_EXERCISE GOAL_
As the answer, give a copy of each line below that includes the word "events".

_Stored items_
--- START ---

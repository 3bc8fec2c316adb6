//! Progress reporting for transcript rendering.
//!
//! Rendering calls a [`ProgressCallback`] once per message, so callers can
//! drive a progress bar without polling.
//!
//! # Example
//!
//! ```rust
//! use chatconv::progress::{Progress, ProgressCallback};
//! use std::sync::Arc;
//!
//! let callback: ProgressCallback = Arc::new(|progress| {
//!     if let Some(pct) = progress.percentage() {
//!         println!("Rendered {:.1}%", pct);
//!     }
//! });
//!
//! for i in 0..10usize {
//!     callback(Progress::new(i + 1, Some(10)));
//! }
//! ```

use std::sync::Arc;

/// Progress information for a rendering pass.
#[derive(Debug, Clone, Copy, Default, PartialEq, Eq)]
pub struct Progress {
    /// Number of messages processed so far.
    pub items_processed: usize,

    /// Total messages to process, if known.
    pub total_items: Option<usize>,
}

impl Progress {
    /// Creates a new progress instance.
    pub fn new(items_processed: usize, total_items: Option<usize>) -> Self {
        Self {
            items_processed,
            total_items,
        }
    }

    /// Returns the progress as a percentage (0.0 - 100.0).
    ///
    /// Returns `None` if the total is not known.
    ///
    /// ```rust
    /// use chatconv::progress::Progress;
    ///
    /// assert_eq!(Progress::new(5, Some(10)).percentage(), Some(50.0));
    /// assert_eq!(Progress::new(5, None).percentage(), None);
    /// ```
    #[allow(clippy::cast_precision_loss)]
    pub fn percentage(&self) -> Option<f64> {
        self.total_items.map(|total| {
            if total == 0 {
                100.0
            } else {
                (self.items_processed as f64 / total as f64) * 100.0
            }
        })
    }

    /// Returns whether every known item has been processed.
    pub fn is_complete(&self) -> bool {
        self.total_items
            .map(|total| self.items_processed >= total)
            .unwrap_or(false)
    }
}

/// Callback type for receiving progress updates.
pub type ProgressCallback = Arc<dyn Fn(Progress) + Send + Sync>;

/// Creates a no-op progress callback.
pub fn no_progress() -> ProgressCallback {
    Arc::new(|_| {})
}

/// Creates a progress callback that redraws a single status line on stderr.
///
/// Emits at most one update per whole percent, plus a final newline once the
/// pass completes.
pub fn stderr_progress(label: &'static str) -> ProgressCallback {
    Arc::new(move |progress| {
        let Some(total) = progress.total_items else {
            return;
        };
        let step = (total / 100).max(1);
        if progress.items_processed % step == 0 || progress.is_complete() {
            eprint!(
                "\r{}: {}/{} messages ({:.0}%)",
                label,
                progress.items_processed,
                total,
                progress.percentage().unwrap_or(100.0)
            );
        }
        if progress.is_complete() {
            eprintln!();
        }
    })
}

--- END ---
--- START ---

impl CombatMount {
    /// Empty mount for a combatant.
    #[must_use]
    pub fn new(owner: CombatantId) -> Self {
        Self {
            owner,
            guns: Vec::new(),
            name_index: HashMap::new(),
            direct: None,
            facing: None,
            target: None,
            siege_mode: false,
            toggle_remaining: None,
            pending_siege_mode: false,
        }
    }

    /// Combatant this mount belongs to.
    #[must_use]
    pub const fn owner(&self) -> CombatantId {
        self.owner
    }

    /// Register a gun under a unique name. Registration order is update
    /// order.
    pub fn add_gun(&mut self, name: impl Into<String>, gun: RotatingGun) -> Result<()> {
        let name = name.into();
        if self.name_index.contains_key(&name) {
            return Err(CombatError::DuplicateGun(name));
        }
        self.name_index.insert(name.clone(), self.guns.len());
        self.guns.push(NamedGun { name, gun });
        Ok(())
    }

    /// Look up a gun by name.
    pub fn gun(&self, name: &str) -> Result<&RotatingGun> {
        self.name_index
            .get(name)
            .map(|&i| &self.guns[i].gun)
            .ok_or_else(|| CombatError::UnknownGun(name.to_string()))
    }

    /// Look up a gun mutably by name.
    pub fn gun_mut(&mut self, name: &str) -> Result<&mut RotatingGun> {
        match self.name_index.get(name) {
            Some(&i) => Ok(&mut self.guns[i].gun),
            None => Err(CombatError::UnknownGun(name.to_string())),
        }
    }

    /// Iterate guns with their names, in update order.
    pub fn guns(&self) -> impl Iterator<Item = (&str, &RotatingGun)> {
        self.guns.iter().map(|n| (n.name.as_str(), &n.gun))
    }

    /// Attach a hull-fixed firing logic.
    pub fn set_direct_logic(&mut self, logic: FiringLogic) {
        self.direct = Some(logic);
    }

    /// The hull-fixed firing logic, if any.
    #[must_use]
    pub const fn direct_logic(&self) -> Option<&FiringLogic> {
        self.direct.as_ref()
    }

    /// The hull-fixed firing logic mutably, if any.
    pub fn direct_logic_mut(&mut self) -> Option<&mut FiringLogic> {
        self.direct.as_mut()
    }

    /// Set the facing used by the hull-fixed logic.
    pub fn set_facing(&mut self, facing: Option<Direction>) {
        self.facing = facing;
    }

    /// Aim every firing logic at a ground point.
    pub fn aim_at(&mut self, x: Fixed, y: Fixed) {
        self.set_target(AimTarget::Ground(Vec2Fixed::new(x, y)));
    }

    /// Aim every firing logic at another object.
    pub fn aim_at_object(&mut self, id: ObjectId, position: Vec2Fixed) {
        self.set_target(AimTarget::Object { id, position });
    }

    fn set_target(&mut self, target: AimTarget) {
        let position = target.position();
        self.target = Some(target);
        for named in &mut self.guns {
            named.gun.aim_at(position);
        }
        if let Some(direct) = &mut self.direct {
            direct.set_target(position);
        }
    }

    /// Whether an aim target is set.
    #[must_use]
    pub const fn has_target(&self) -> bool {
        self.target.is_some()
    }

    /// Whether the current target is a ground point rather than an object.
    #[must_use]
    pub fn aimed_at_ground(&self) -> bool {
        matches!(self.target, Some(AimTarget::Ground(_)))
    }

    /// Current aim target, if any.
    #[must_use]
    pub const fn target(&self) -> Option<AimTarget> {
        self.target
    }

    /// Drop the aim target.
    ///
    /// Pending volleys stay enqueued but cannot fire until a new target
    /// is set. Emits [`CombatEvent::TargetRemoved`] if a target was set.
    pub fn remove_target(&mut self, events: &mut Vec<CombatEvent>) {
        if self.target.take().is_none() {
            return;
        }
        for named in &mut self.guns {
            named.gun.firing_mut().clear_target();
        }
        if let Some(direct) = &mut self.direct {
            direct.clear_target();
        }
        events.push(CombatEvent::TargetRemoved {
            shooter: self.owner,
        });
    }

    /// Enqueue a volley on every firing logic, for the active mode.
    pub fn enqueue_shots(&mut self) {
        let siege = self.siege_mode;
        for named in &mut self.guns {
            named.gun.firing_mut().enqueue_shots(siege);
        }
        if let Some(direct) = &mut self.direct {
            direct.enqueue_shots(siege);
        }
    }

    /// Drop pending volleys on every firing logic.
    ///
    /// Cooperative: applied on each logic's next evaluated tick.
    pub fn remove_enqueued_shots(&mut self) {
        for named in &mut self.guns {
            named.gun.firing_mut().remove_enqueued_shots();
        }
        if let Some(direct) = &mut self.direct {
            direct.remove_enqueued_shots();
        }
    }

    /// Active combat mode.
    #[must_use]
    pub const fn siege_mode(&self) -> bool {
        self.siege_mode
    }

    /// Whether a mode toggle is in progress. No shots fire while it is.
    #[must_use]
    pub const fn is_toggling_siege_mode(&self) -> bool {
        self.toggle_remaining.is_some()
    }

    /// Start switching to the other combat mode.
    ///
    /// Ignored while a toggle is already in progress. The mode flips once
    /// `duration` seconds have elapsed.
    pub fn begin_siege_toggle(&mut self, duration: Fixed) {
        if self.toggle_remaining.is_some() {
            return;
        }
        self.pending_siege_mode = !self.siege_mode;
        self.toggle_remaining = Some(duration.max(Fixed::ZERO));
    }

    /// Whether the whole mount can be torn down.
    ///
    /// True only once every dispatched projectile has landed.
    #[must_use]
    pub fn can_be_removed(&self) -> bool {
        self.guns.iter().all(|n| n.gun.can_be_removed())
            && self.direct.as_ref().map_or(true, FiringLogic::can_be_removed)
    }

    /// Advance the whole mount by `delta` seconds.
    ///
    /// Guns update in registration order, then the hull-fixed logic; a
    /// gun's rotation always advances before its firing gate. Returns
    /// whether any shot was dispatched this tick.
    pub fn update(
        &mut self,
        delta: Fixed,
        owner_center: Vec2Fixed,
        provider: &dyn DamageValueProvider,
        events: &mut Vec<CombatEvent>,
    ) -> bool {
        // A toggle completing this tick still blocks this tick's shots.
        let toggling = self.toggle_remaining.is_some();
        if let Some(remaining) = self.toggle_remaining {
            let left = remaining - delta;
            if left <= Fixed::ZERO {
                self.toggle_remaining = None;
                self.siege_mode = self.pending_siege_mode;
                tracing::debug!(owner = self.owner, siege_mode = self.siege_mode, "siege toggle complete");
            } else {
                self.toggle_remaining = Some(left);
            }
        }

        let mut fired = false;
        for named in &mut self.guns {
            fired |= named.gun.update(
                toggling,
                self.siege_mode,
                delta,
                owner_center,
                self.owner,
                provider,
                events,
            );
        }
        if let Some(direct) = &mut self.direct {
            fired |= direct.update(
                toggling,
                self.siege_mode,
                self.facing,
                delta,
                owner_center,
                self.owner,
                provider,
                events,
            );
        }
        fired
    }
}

--- END ---
--- START ---

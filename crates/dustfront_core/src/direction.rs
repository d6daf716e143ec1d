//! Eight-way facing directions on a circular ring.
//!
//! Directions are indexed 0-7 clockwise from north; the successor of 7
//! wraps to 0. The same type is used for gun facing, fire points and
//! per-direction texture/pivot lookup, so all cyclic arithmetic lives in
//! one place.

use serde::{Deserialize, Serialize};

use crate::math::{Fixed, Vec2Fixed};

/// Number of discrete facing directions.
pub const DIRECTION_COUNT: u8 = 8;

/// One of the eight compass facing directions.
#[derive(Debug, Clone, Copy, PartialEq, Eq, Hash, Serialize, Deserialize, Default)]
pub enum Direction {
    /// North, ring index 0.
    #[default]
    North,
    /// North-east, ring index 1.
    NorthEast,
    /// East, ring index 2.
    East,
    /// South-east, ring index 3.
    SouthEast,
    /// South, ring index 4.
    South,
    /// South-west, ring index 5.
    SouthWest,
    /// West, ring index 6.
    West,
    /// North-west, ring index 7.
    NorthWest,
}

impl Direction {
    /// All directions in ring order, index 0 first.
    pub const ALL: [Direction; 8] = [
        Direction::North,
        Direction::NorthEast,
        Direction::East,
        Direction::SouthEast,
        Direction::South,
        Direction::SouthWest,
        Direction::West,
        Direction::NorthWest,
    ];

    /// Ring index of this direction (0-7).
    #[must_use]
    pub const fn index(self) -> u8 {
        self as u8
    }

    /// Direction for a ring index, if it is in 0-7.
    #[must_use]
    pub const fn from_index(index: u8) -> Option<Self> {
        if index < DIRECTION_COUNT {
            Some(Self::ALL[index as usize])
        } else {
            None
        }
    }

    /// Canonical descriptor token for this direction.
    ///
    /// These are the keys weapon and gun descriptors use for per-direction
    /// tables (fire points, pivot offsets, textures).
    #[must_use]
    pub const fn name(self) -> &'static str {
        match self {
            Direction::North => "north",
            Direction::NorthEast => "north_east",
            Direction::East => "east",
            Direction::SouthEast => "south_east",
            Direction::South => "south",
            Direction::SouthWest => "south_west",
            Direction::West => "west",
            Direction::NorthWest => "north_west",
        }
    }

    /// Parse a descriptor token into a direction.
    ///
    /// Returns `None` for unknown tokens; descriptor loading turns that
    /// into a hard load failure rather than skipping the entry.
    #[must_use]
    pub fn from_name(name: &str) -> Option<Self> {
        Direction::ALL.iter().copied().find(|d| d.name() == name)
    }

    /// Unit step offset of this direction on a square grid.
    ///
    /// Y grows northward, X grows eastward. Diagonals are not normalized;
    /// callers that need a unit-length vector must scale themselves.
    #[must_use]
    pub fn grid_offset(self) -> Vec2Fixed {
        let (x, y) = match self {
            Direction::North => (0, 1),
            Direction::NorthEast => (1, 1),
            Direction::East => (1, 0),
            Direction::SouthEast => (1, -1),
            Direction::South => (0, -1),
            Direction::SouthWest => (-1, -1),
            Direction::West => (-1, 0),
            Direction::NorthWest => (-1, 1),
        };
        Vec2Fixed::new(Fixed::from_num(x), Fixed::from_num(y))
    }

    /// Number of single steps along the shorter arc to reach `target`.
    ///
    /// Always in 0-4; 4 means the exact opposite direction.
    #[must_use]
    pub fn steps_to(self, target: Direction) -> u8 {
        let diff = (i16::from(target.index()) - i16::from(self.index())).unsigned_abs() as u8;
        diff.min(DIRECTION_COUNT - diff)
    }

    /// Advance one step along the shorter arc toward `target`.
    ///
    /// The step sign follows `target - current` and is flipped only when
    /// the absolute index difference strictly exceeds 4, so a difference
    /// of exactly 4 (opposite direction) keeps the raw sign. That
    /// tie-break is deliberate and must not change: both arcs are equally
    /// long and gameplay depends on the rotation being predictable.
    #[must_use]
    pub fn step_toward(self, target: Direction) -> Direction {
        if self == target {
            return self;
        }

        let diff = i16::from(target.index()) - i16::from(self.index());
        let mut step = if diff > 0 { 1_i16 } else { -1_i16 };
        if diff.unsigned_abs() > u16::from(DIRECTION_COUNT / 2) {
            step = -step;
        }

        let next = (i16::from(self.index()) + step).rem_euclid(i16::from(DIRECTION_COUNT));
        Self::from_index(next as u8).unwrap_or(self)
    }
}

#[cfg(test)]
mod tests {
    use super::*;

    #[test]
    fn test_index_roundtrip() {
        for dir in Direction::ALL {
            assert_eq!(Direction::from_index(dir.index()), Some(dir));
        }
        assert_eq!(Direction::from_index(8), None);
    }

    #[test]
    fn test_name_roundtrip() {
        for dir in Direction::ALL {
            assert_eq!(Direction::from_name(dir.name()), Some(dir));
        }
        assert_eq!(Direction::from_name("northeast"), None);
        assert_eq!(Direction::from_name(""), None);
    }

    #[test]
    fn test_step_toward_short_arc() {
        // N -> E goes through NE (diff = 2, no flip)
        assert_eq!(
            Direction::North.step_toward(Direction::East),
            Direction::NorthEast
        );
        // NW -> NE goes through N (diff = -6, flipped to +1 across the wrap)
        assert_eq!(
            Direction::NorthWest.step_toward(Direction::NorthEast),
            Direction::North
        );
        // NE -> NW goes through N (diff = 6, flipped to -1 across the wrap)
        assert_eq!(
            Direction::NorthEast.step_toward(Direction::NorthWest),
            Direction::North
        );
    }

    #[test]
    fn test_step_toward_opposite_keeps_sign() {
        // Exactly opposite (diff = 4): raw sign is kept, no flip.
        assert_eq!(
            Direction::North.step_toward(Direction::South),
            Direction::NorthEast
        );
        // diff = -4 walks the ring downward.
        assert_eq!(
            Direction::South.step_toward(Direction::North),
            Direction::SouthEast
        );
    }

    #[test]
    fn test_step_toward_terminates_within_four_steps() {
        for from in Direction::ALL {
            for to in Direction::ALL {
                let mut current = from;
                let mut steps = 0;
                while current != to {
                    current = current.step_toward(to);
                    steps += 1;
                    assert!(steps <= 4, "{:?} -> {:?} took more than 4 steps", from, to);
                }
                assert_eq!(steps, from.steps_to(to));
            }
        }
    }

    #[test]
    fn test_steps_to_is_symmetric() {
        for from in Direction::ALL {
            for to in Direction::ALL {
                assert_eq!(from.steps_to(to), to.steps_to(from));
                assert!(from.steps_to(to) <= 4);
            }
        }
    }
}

--- END ---

_RESULT OF THE EXERCISE_
    pub fn remove_target(&mut self, events: &mut Vec<CombatEvent>) {
        events.push(CombatEvent::TargetRemoved {
        events: &mut Vec<CombatEvent>,
                events,
                events,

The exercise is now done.